Intellectual property, especially copyright and patents, is purely fictitious, a construction of the State. Stephan Kinsella has definitively proved such in his paper Against Intellectual Property.
Nevertheless, the US government continues to prop up this inefficient and unethical practice. Under the Digital Millennium Copyright Act, many lives have been ruined by the bad side of corps, full of lawyers hunting for cash. We all know of the old ladies and teenagers who receive verdicts requiring them to pay obscene amounts of money for such non-crimes.

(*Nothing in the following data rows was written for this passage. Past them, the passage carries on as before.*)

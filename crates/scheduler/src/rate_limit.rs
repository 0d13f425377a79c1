//! Per-user daily launch limit.

use std::sync::Arc;

use openlaunch_core::capacity::SlotCapacityPolicy;
use openlaunch_core::types::{DbId, LaunchDate};
use serde::Serialize;

use crate::error::ScheduleError;
use crate::store::LaunchStore;

/// Outcome of a per-user limit check.
#[derive(Debug, Clone, Copy, PartialEq, Eq, Serialize)]
pub struct UserLimitCheck {
    pub allowed: bool,
    pub count: i64,
    pub limit: i64,
}

/// Counts a user's committed launches on a date against the global limit.
#[derive(Clone)]
pub struct RateLimiter {
    policy: Arc<SlotCapacityPolicy>,
    store: Arc<dyn LaunchStore>,
}

impl RateLimiter {
    pub fn new(policy: Arc<SlotCapacityPolicy>, store: Arc<dyn LaunchStore>) -> Self {
        Self { policy, store }
    }

    /// Read-only; safe to call on every date change in an interactive flow.
    pub async fn check_user_limit(
        &self,
        user_id: DbId,
        date: LaunchDate,
    ) -> Result<UserLimitCheck, ScheduleError> {
        let count = self.store.count_for_user(user_id, date).await?;
        let limit = self.policy.per_user_daily_limit();
        Ok(UserLimitCheck {
            allowed: count < limit,
            count,
            limit,
        })
    }
}
pub mod jwt;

Well, some new rules coming straight from the Library of Congress are sure to help alleviate a few of these problems. Essentially, the Librarian of Congress must evaluate exemptions to the DMCA every 3 years, i.e. you cannot be prosecuted, period, if you do these things. Previously, there had only been one exemption recognized. Now, there are SIX exemptions, and the first three are quite significant.

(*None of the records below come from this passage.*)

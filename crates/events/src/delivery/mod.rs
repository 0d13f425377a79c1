//! External delivery channels.

pub mod webhook;
// ---------------------------------------------------------------------------
// Scheduling
// ---------------------------------------------------------------------------

#[sqlx::test(migrations = "../../db/migrations")]
async fn test_schedule_free_launch(pool: PgPool) {
    let project_id = create_project(&pool, 1, "Freebie").await;
    let date = days_ahead(3);

    let (status, json) = schedule(&pool, 1, project_id, "free", date).await;
    assert_eq!(status, StatusCode::CREATED);
    assert_eq!(json["data"]["requires_payment"], false);
    assert_eq!(json["data"]["launch"]["status"], "scheduled");
    assert_eq!(json["data"]["launch"]["scheduled_date"], date.to_string());

    // The project view now carries its launch.
    let response = get(build_test_app(pool.clone()), &format!("/api/v1/projects/{project_id}")).await;
    let json = body_json(response).await;
    assert_eq!(json["data"]["name"], "Freebie");
    assert_eq!(json["data"]["launch"]["tier"], "free");

    // And so does the owner's dashboard.
    let response = get_auth(build_test_app(pool), "/api/v1/me/projects", &token(1, "user")).await;
    let json = body_json(response).await;
    let projects = json["data"].as_array().unwrap();
    assert_eq!(projects.len(), 1);
    assert_eq!(projects[0]["launch"]["project_id"], project_id);
}

#[sqlx::test(migrations = "../../db/migrations")]
async fn test_paid_tier_requires_payment(pool: PgPool) {
    let project_id = create_project(&pool, 1, "Paid").await;
    let (status, json) = schedule(&pool, 1, project_id, "premium_plus", days_ahead(5)).await;
    assert_eq!(status, StatusCode::CREATED);
    assert_eq!(json["data"]["requires_payment"], true);
}

#[sqlx::test(migrations = "../../db/migrations")]
async fn test_schedule_twice_returns_already_scheduled(pool: PgPool) {
    let project_id = create_project(&pool, 1, "Twice").await;
    schedule(&pool, 1, project_id, "free", days_ahead(3)).await;

    let (status, json) = schedule(&pool, 1, project_id, "free", days_ahead(4)).await;
    assert_eq!(status, StatusCode::CONFLICT);
    assert_eq!(json["code"], "ALREADY_SCHEDULED");
    assert_eq!(json["project_id"], project_id);
}

#[sqlx::test(migrations = "../../db/migrations")]
async fn test_schedule_foreign_project_is_forbidden(pool: PgPool) {
    let project_id = create_project(&pool, 1, "Mine").await;
    let (status, _) = schedule(&pool, 2, project_id, "free", days_ahead(3)).await;
    assert_eq!(status, StatusCode::FORBIDDEN);
}

#[sqlx::test(migrations = "../../db/migrations")]
async fn test_out_of_window_returns_422_with_bounds(pool: PgPool) {
    let project_id = create_project(&pool, 1, "Eager").await;

    let (status, json) = schedule(&pool, 1, project_id, "premium_plus", days_ahead(15)).await;
    assert_eq!(status, StatusCode::UNPROCESSABLE_ENTITY);
    assert_eq!(json["code"], "OUT_OF_WINDOW");
    assert_eq!(json["earliest"], days_ahead(1).to_string());
    assert_eq!(json["latest"], days_ahead(14).to_string());
    assert_eq!(json["retryable"], false);

    let (status, _) = schedule(&pool, 1, project_id, "free", today_utc()).await;
    assert_eq!(status, StatusCode::UNPROCESSABLE_ENTITY);
}

#[sqlx::test(migrations = "../../db/migrations")]
async fn test_full_day_returns_slot_full(pool: PgPool) {
    // Free tier holds two launches per day in the test policy.
    let date = days_ahead(7);
    for user in 1..=2 {
        let project_id = create_project(&pool, user, &format!("Early{user}")).await;
        let (status, _) = schedule(&pool, user, project_id, "free", date).await;
        assert_eq!(status, StatusCode::CREATED);
    }

    let late = create_project(&pool, 3, "Late").await;
    let (status, json) = schedule(&pool, 3, late, "free", date).await;
    assert_eq!(status, StatusCode::CONFLICT);
    assert_eq!(json["code"], "SLOT_FULL");
    assert_eq!(json["tier"], "free");
    assert_eq!(json["date"], date.to_string());

    // Premium still has room on the same day.
    let (status, _) = schedule(&pool, 3, late, "premium", date).await;
    assert_eq!(status, StatusCode::CREATED);
}

#[sqlx::test(migrations = "../../db/migrations")]
async fn test_second_launch_same_day_hits_user_limit(pool: PgPool) {
    let date = days_ahead(4);
    let first = create_project(&pool, 1, "First").await;
    let second = create_project(&pool, 1, "Second").await;
    schedule(&pool, 1, first, "free", date).await;

    let (status, json) = schedule(&pool, 1, second, "premium", date).await;
    assert_eq!(status, StatusCode::CONFLICT);
    assert_eq!(json["code"], "USER_LIMIT_EXCEEDED");
    assert_eq!(json["count"], 1);
    assert_eq!(json["limit"], 1);

    // Nothing was written for the rejected project.
    assert!(LaunchRepo::find_by_project(&pool, second).await.unwrap().is_none());
}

The basics of each exemption:
1) You can rip your own DVDs. You can remix scenes for noncommercial use. So all those Hitler-plus-caption remixes from the movie Downfall no longer can be taken down. Teachers who want to use a movie in a class can rip it. No one from the DMCA can touch you.
2) You can jailbreak your phone, nobody can prosecute you. Big swipe at Apple/AT&T.

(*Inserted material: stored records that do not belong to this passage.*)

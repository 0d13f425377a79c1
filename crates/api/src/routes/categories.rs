//! Route definitions for categories.

use axum::routing::get;
use axum::Router;

use crate::handlers::categories;
use crate::state::AppState;

/// Routes mounted at `/categories`.
///
/// ```text
/// GET    /                          list_categories
/// GET    /{id}/projects             list_category_projects (?sort=&limit=)
/// ```
pub fn router() -> Router<AppState> {
    Router::new()
        .route("/", get(categories::list_categories))
        .route("/{id}/projects", get(categories::list_category_projects))
}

3) You can use software to unlock your phone for use on a different network.
4) You can use software to crack game SecuROMs or other game DRM for the purpose of “investigation” or research. The language is very broad, since even curiosity can prompt “investigation.”
5) You can use cracks to bypass a hardware dongle. This is significant for people like me who use lab equipment or any variety of peripherals with stupid dongles.
6) You can crack DRM encrypted ebooks to use text-to-speech capabilities. Convenient.
Gizmodo has a more thorough analysis here.
These new rules surely do not go far enough, but thankfully things are not becoming more restrictive in this arena. But we need to continue pushing back, so keep spreading the word!